The Tyranny of Perfection
Imperfections are part of the display of life. Joy and sorrow, birth and death are the dance of existence throughout which our awakened consciousness can shine. Yet we long for perfection. The perfect partner, house, job, boss, and spiritual teacher. And when we find them, we want them to stay that way forever, never to lose the glow, never to grow old, never to have the roof sag, the paint peeling. We’re also taught to seek perfection in ourselves. Novelist Florida Scott Maxwell writes, “No matter how old a mother is, she looks at her middle-age children for signs of improvement.” You are told that if you do enough therapy, work out at the gym, eat an especially healthy diet, watch documentaries on TV, manage your cholesterol, and meditate enough, you will become more perfect.

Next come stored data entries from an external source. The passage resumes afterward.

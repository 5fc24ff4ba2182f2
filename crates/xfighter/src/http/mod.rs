/*
[INPUT]:  HTTP client configuration and API endpoints
[OUTPUT]: HTTP responses and typed API results
[POS]:    HTTP layer - REST API communication
[UPDATE]: When adding new endpoints or changing client behavior
*/

pub mod account;
pub mod api;
pub mod client;
pub mod decode;
pub mod error;
pub mod order;
pub mod orderbook;
pub mod stock;
pub mod venue;

pub use error::{ErrorKind, Result, XfighterError};

pub use client::{ClientConfig, RawResponse, XfighterClient};
pub use decode::decode_response;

In 1971 Ram Dass, who became author of the bestselling Be Here Now, was encouraged by his guru Neem Karoli Baba to return to the United States from India to teach. His guru’s message was one of love: “Love people and feed them.” Ram Dass was hesitant; he protested to Neem Karoli Baba that he felt too impure and spiritually imperfect to teach. His guru got up from his wooden seat, took several minutes to circle Ram Dass slowly and carefully, peering at him from all sides, then sat back down. Looking Ram Dass deeply in the eyes, he said simply, “I see no imperfections.” Ram Dass returned to America, bringing the teaching of pure love to millions.
You are perfectly yourself. The gifts you seek of love and compassion are not in faraway India. They are always here waiting for you. I see the fruit of loving awareness and self-compassion become visible at the end of retreats. On the first days the meditators’ busy minds begin to settle. Gradually their minds quiet, their bodies open, their eyes soften. They become less hurried, more present to themselves and the world. People sometimes joke about the vipassana facelift, because meditators leave retreats looking younger and more alive. When you see with the eyes of love, everything changes.
So forget the tyranny of perfection. The point is not to perfect yourself. It is to perfect your love. Let your imperfections be an invitation to care. Remember that imperfections are deliberately woven into Navajo rugs and treasured in the best Japanese pottery. They are part of the art. What a relief to honor your life as it is, in all its beauty and imperfection.